- Theatrical release poster
- Directed by: Gregory Ratoff
- Screenplay by: Earl Baldwin John Tucker Battle
- Story by: E.A. Ellington
- Starring: Monty Woolley June Haver Dick Haymes
- Cinematography: Harry Jackson
- Edited by: Harmon Jones
- Distributed by: 20th Century Fox
- Release date: November 7, 1944 (United States);
- Running time: 90 minutes
- Language: English
- Box office: $2,250,000

= Irish Eyes Are Smiling =

1944 film by Gregory Ratoff

Irish Eyes Are Smiling is a 1944 United States musical film that chronicles the life of popular Irish song composer Ernest R. Ball. The screenplay by Earl Baldwin and John Tucker Battle is based on a story by E. A. Ellington. The film was directed by Gregory Ratoff and produced by Damon Runyon for 20th Century Fox.

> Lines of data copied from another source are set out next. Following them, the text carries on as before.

use shared::{
    domain::{group_element_label, GroupKind, ListKind, NodeTag},
    error::{SpriteError, SpriteResult},
};
use tracing::debug;

use crate::naming::next_state_name;

#[derive(Debug, Clone, Copy, PartialEq, Eq, Hash, PartialOrd, Ord)]
pub struct NodeId(usize);

#[derive(Debug, Clone)]
pub struct Node {
    tag: NodeTag,
    label: String,
    parent: Option<NodeId>,
    children: Vec<NodeId>,
}

impl Node {
    pub fn tag(&self) -> NodeTag {
        self.tag
    }

    pub fn label(&self) -> &str {
        &self.label
    }

    pub fn parent(&self) -> Option<NodeId> {
        self.parent
    }

    pub fn children(&self) -> &[NodeId] {
        &self.children
    }
}

/// Arena-backed editing tree. The root is always a `File` node; removed
/// subtrees leave empty slots so ids handed out earlier never alias a
/// different node.
#[derive(Debug, Clone)]
pub struct SpriteTree {
    nodes: Vec<Option<Node>>,
    root: NodeId,
}

impl SpriteTree {
    pub fn new(file_name: impl Into<String>) -> Self {
        let root = Node {
            tag: NodeTag::File,
            label: file_name.into(),
            parent: None,
            children: Vec::new(),
        };
        Self {
            nodes: vec![Some(root)],
            root: NodeId(0),
        }
    }

    pub fn root(&self) -> NodeId {
        self.root
    }

    pub fn file_name(&self) -> &str {
        self.nodes[self.root.0]
            .as_ref()
            .map(Node::label)
            .unwrap_or_default()
    }

    pub fn node(&self, id: NodeId) -> Option<&Node> {
        self.nodes.get(id.0).and_then(Option::as_ref)
    }

    pub fn get(&self, id: NodeId) -> SpriteResult<&Node> {
        self.node(id).ok_or_else(|| {
            SpriteError::selection(&[], "The selected node no longer exists in the tree.")
        })
    }

    fn get_mut(&mut self, id: NodeId) -> SpriteResult<&mut Node> {
        self.nodes
            .get_mut(id.0)
            .and_then(Option::as_mut)
            .ok_or_else(|| {
                SpriteError::selection(&[], "The selected node no longer exists in the tree.")
            })
    }

    pub fn tag(&self, id: NodeId) -> Option<NodeTag> {
        self.node(id).map(Node::tag)
    }

    pub fn label(&self, id: NodeId) -> Option<&str> {
        self.node(id).map(Node::label)
    }

    pub fn children(&self, id: NodeId) -> &[NodeId] {
        self.node(id).map(Node::children).unwrap_or_default()
    }

    pub fn states(&self) -> &[NodeId] {
        self.children(self.root)
    }

    /// Number of live nodes, root included.
    pub fn len(&self) -> usize {
        self.nodes.iter().flatten().count()
    }

    pub fn is_empty(&self) -> bool {
        self.states().is_empty()
    }

    pub fn find_child(&self, parent: NodeId, label: &str) -> Option<NodeId> {
        self.children(parent)
            .iter()
            .copied()
            .find(|child| self.label(*child) == Some(label))
    }

    /// Follows labels down from the root, e.g. `["SPRITE_STATE_DEFAULT", "uri"]`.
    pub fn resolve_path<S: AsRef<str>>(&self, path: &[S]) -> Option<NodeId> {
        path.iter()
            .try_fold(self.root, |at, label| self.find_child(at, label.as_ref()))
    }

    /// Labels from the root down to `id`, joined with `\`.
    pub fn full_path(&self, id: NodeId) -> String {
        let mut labels = Vec::new();
        let mut at = Some(id);
        while let Some(current) = at {
            let Some(node) = self.node(current) else {
                break;
            };
            labels.push(node.label.as_str());
            at = node.parent;
        }
        labels.reverse();
        labels.join("\\")
    }

    /// Depth-first, pre-order walk yielding `(depth, id)`.
    pub fn walk(&self) -> Vec<(usize, NodeId)> {
        let mut out = Vec::with_capacity(self.nodes.len());
        let mut stack = vec![(0, self.root)];
        while let Some((depth, id)) = stack.pop() {
            out.push((depth, id));
            for child in self.children(id).iter().rev() {
                stack.push((depth + 1, *child));
            }
        }
        out
    }

    /// True for `[n]` nodes, i.e. Index nodes directly under a group container.
    pub fn is_group_element(&self, id: NodeId) -> bool {
        self.tag(id) == Some(NodeTag::Index)
            && self
                .node(id)
                .and_then(Node::parent)
                .and_then(|parent| self.tag(parent))
                == Some(NodeTag::Index)
    }

    pub fn is_list_parameter(&self, id: NodeId) -> bool {
        self.tag(id) == Some(NodeTag::Parameter)
            && self.label(id).and_then(ListKind::from_name).is_some()
    }

    /// Checked insertion. Enforces the tag rules: a File holds States, a
    /// State holds Parameters and group containers, a container holds `[n]`
    /// elements, an element holds Parameters, and a scalar Parameter holds at
    /// most one Value.
    pub fn append(
        &mut self,
        parent: NodeId,
        tag: NodeTag,
        label: impl Into<String>,
    ) -> SpriteResult<NodeId> {
        let parent_tag = self.get(parent)?.tag;
        let allowed = if parent_tag == NodeTag::Index {
            if self.is_group_element(parent) {
                tag == NodeTag::Parameter
            } else {
                tag == NodeTag::Index
            }
        } else {
            parent_tag.can_hold(tag)
        };
        if !allowed {
            return Err(SpriteError::selection(
                &[parent_tag],
                format!("A {parent_tag} node cannot hold a {tag} node."),
            ));
        }
        if parent_tag == NodeTag::Parameter
            && !self.is_list_parameter(parent)
            && !self.children(parent).is_empty()
        {
            return Err(SpriteError::Validation(format!(
                "Parameter '{}' already holds a value.",
                self.label(parent).unwrap_or_default()
            )));
        }

        let id = NodeId(self.nodes.len());
        self.nodes.push(Some(Node {
            tag,
            label: label.into(),
            parent: Some(parent),
            children: Vec::new(),
        }));
        self.get_mut(parent)?.children.push(id);
        Ok(id)
    }

    fn ensure_unique_label(
        &self,
        parent: NodeId,
        label: &str,
        except: Option<NodeId>,
    ) -> SpriteResult<()> {
        let taken = self
            .children(parent)
            .iter()
            .any(|child| Some(*child) != except && self.label(*child) == Some(label));
        if taken {
            return Err(SpriteError::Validation(format!(
                "'{label}' already exists in '{}'.",
                self.label(parent).unwrap_or_default()
            )));
        }
        Ok(())
    }

    fn require(&self, id: NodeId, tags: &[NodeTag], message: &str) -> SpriteResult<&Node> {
        let node = self.get(id)?;
        if tags.contains(&node.tag) {
            Ok(node)
        } else {
            Err(SpriteError::selection(tags, message))
        }
    }

    /// State names are unique within the file.
    pub fn add_state(&mut self, name: impl Into<String>) -> SpriteResult<NodeId> {
        let name = name.into();
        self.ensure_unique_label(self.root, &name, None)?;
        self.append(self.root, NodeTag::State, name)
    }

    pub fn add_parameter(&mut self, state: NodeId, name: &str) -> SpriteResult<NodeId> {
        self.require(
            state,
            &[NodeTag::State],
            "Please select a STATE in the tree to add the parameter to.",
        )?;
        reject_group_name(name)?;
        self.ensure_unique_label(state, name, None)?;
        let id = self.append(state, NodeTag::Parameter, name)?;
        debug!(state = ?state, parameter = name, "added parameter");
        Ok(id)
    }

    /// Returns the existing container when the state already has one.
    pub fn add_group(&mut self, state: NodeId, kind: GroupKind) -> SpriteResult<NodeId> {
        self.require(
            state,
            &[NodeTag::State],
            "Please select a STATE in the tree to add the group to.",
        )?;
        if let Some(existing) = self.find_child(state, kind.name()) {
            if self.tag(existing) == Some(NodeTag::Index) {
                return Ok(existing);
            }
            return Err(SpriteError::Validation(format!(
                "'{}' already holds a plain value; delete it before adding the group.",
                kind.name()
            )));
        }
        self.append(state, NodeTag::Index, kind.name())
    }

    /// Appends `[n+1]` to the group that `index` is, or belongs to, with one
    /// empty Parameter per sub-field of that group.
    pub fn add_group_element(&mut self, index: NodeId) -> SpriteResult<NodeId> {
        self.require(
            index,
            &[NodeTag::Index],
            "Please select a group or group entry in the tree.",
        )?;
        let container = if self.is_group_element(index) {
            self.get(index)?.parent.unwrap_or(index)
        } else {
            index
        };
        let name = self.label(container).unwrap_or_default().to_string();
        let kind = GroupKind::from_name(&name).ok_or_else(|| {
            SpriteError::Validation(format!("'{name}' is not a credits, fixtures or spawn group."))
        })?;

        let label = group_element_label(self.children(container).len());
        let element = self.append(container, NodeTag::Index, label)?;
        for field in kind.fields() {
            self.append(element, NodeTag::Parameter, *field)?;
        }
        debug!(group = kind.name(), "added group element");
        Ok(element)
    }

    pub fn push_list_value(&mut self, parameter: NodeId, text: &str) -> SpriteResult<NodeId> {
        if !self.is_list_parameter(parameter) {
            return Err(SpriteError::selection(
                &[NodeTag::Parameter],
                "Please select an 'actions' or 'flags' parameter in the tree.",
            ));
        }
        self.append(parameter, NodeTag::Value, text)
    }

    /// Writes `text` into a Value node, or into the Value child of a
    /// Parameter (creating it when missing). Returns the Value node.
    pub fn set_value(&mut self, id: NodeId, text: &str) -> SpriteResult<NodeId> {
        let node = self.require(
            id,
            &[NodeTag::Parameter, NodeTag::Value],
            "Please select a valid Tree Node to place the value in.",
        )?;
        let target = match (node.tag, node.children.first().copied()) {
            (NodeTag::Value, _) => id,
            (_, Some(value)) => value,
            (_, None) => return self.append(id, NodeTag::Value, text),
        };
        self.get_mut(target)?.label = text.to_string();
        Ok(target)
    }

    /// Group element labels are derived from position and cannot be renamed.
    /// States and Parameters keep unique names among their siblings.
    pub fn rename(&mut self, id: NodeId, label: &str) -> SpriteResult<()> {
        let node = self.require(
            id,
            &[
                NodeTag::File,
                NodeTag::State,
                NodeTag::Parameter,
                NodeTag::Value,
            ],
            "Group entries cannot be renamed.",
        )?;
        let (tag, parent) = (node.tag, node.parent);
        if let (NodeTag::State | NodeTag::Parameter, Some(parent)) = (tag, parent) {
            if tag == NodeTag::Parameter && self.tag(parent) == Some(NodeTag::State) {
                reject_group_name(label)?;
            }
            self.ensure_unique_label(parent, label, Some(id))?;
        }
        self.get_mut(id)?.label = label.to_string();
        Ok(())
    }

    pub fn remove(&mut self, id: NodeId) -> SpriteResult<()> {
        let node = self.require(
            id,
            &[
                NodeTag::State,
                NodeTag::Parameter,
                NodeTag::Index,
                NodeTag::Value,
            ],
            "The file node cannot be deleted; clear the tree instead.",
        )?;
        let parent = node.parent;
        let relabel = self.is_group_element(id);

        if let Some(parent) = parent {
            self.get_mut(parent)?.children.retain(|child| *child != id);
            if relabel {
                self.relabel_elements(parent);
            }
        }

        let mut pending = vec![id];
        while let Some(current) = pending.pop() {
            if let Some(node) = self.nodes.get_mut(current.0).and_then(Option::take) {
                pending.extend(node.children);
            }
        }
        Ok(())
    }

    fn relabel_elements(&mut self, container: NodeId) {
        let elements = self.children(container).to_vec();
        for (position, element) in elements.into_iter().enumerate() {
            if let Some(node) = self.nodes.get_mut(element.0).and_then(Option::as_mut) {
                node.label = group_element_label(position);
            }
        }
    }

    /// Drops every state, keeping the file node.
    pub fn clear(&mut self) {
        let root = self.nodes[self.root.0].take();
        let label = root.map(|node| node.label).unwrap_or_default();
        *self = Self::new(label);
    }

    pub fn move_up(&mut self, state: NodeId) -> SpriteResult<bool> {
        self.shift_state(state, -1)
    }

    pub fn move_down(&mut self, state: NodeId) -> SpriteResult<bool> {
        self.shift_state(state, 1)
    }

    fn shift_state(&mut self, state: NodeId, delta: isize) -> SpriteResult<bool> {
        self.require(
            state,
            &[NodeTag::State],
            "Please select a STATE in the tree to move.",
        )?;
        let root = self.root;
        let siblings = &mut self.get_mut(root)?.children;
        let Some(position) = siblings.iter().position(|child| *child == state) else {
            return Ok(false);
        };
        let Some(target) = position.checked_add_signed(delta) else {
            return Ok(false);
        };
        if target >= siblings.len() {
            return Ok(false);
        }
        siblings.swap(position, target);
        Ok(true)
    }

    /// Inserts an empty state right after `state`, named by bumping its
    /// trailing number until the name is unused.
    pub fn increment_state(&mut self, state: NodeId) -> SpriteResult<NodeId> {
        let node = self.require(
            state,
            &[NodeTag::State],
            "Please select a STATE in the tree to increment.",
        )?;
        let mut name = next_state_name(&node.label);
        while self.find_child(self.root, &name).is_some() {
            name = next_state_name(&name);
        }

        let id = self.append(self.root, NodeTag::State, name.clone())?;
        let root = self.root;
        let siblings = &mut self.get_mut(root)?.children;
        siblings.pop();
        let position = siblings
            .iter()
            .position(|child| *child == state)
            .map_or(siblings.len(), |p| p + 1);
        siblings.insert(position, id);
        debug!(state = %name, "incremented state");
        Ok(id)
    }
}

/// Group fields are Index containers; a scalar Parameter may not take
/// their names.
fn reject_group_name(name: &str) -> SpriteResult<()> {
    match GroupKind::from_name(name) {
        Some(kind) => Err(SpriteError::Validation(format!(
            "'{}' is a group; add it as a group instead of a parameter.",
            kind.name()
        ))),
        None => Ok(()),
    }
}

#[cfg(test)]
#[path = "tests/tree_tests.rs"]
mod tests;
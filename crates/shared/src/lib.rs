//! Types shared by every sprite editor crate: node tags and field schema,
//! the typed sprite document, and the error taxonomy.

pub mod document;
pub mod domain;
pub mod error;

pub use error::{ErrorCode, SpriteError, SpriteResult};
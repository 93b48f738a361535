use std::sync::LazyLock;

use regex::Regex;

static TRAILING_NUMBER: LazyLock<Regex> =
    LazyLock::new(|| Regex::new(r"\d+$").expect("trailing number pattern is valid"));

/// Name for the state following `name`: the trailing number is bumped by one
/// and everything before it is kept verbatim, so `WALK_3` becomes `WALK_4`.
/// A name without a trailing number gets `_0` appended.
pub fn next_state_name(name: &str) -> String {
    let Some(found) = TRAILING_NUMBER.find(name) else {
        return format!("{name}_0");
    };
    let stem = &name[..found.start()];
    let number: Option<u64> = found.as_str().parse().ok();
    match number.and_then(|n| n.checked_add(1)) {
        Some(next) => format!("{stem}{next}"),
        None => format!("{name}_0"),
    }
}
//! On-disk side of the sprite editor: sprite file I/O and prettify, the
//! recently-used file list, and persisted editor settings.

mod files;
mod recent;
mod settings;

pub use files::{
    copy_missing_files, prettify, prettify_file, read_sprite, safe_file_name, write_sprite,
};
pub use recent::{RecentFiles, DEFAULT_MAX_RECENT, RECENT_SEPARATOR};
pub use settings::{default_settings_path, load_settings, EditorSettings, SETTINGS_PATH_ENV};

The film was nominated for the Academy Award for Best Original Score in 1944.

==Plot==
The movie is a musical account of the life of Ernest R. Ball, a gifted composer of many popular Irish songs, including the titular one.

==Cast==
- Monty Woolley ... Edgar Brawley
- June Haver ... Mary "Irish" O'Neill
- Dick Haymes ... Ernest R. Ball
- Anthony Quinn ... Al Jackson
- Beverly Whitney ... Lucille Lacey
- Maxie Rosenbloom ... Stanley Ketchel
- Veda Ann Borg ... Belle La Tour
- Clarence Kolb ... Leo Betz
- Leonard Warren ... Opera Singer
- Blanche Thebom ... Opera Singer
- Chick Chandler ... Stage Manager
- Muriel Page... Specialty Dancer
- Kenny Williams ... Specialty Dancer
- Michael Dalmatoff ... Headwaiter

==Radio adaptation==
Irish Eyes Are Smiling was presented on Lux Radio Theatre March 15, 1948. Haymes reprised his role from the movie in the adaptation.